* Entries provided *

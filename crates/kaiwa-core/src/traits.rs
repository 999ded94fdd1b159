//! The chat provider boundary.
//!
//! Conversation partners (hosted APIs, local models, test doubles) implement
//! [`ChatProvider`]; everything above this trait is provider-agnostic.

use async_trait::async_trait;
use serde::{Deserialize, Serialize};

use crate::model::{JlptLevel, Role};

/// One turn of prior conversation sent to the provider.
#[derive(Debug, Clone, Serialize, Deserialize)]
pub struct ChatTurn {
    pub role: Role,
    pub content: String,
}

impl ChatTurn {
    pub fn new(role: Role, content: impl Into<String>) -> Self {
        Self {
            role,
            content: content.into(),
        }
    }
}

/// A request for the next assistant turn.
#[derive(Debug, Clone, Serialize, Deserialize)]
pub struct ChatRequest {
    /// Model identifier, interpreted by the provider.
    pub model: String,
    /// Conversation topic.
    pub topic: String,
    /// Level the reply should be pitched at.
    pub level: JlptLevel,
    /// Prior turns, oldest first. The latest user turn comes last.
    pub history: Vec<ChatTurn>,
    /// Overrides the generated system prompt when set.
    #[serde(default)]
    pub system_prompt: Option<String>,
}

/// A provider's reply.
#[derive(Debug, Clone, Serialize, Deserialize)]
pub struct ChatReply {
    pub content: String,
    /// Model that actually produced the reply.
    pub model: String,
    /// Provider-side latency in milliseconds, when known.
    pub latency_ms: Option<u64>,
}

/// A conversation partner.
#[async_trait]
pub trait ChatProvider: Send + Sync {
    /// Short provider name for logs and errors.
    fn name(&self) -> &str;

    /// Produce the next assistant turn.
    async fn reply(&self, request: &ChatRequest) -> anyhow::Result<ChatReply>;
}

#[cfg(test)]
mod tests {
    use super::*;

    #[test]
    fn request_serializes_without_system_prompt() {
        let request = ChatRequest {
            model: "gpt-4o-mini".into(),
            topic: "旅行".into(),
            level: JlptLevel::N4,
            history: vec![ChatTurn::new(Role::User, "こんにちは")],
            system_prompt: None,
        };
        let json = serde_json::to_string(&request).unwrap();
        let back: ChatRequest = serde_json::from_str(&json).unwrap();
        assert_eq!(back.level, JlptLevel::N4);
        assert_eq!(back.history.len(), 1);
        assert!(back.system_prompt.is_none());
    }
}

* The task *
In the listing above, which lines include the string "ChatReply"? Return every one of them.

* Answer box *
pub struct ChatReply {
    async fn reply(&self, request: &ChatRequest) -> anyhow::Result<ChatReply>;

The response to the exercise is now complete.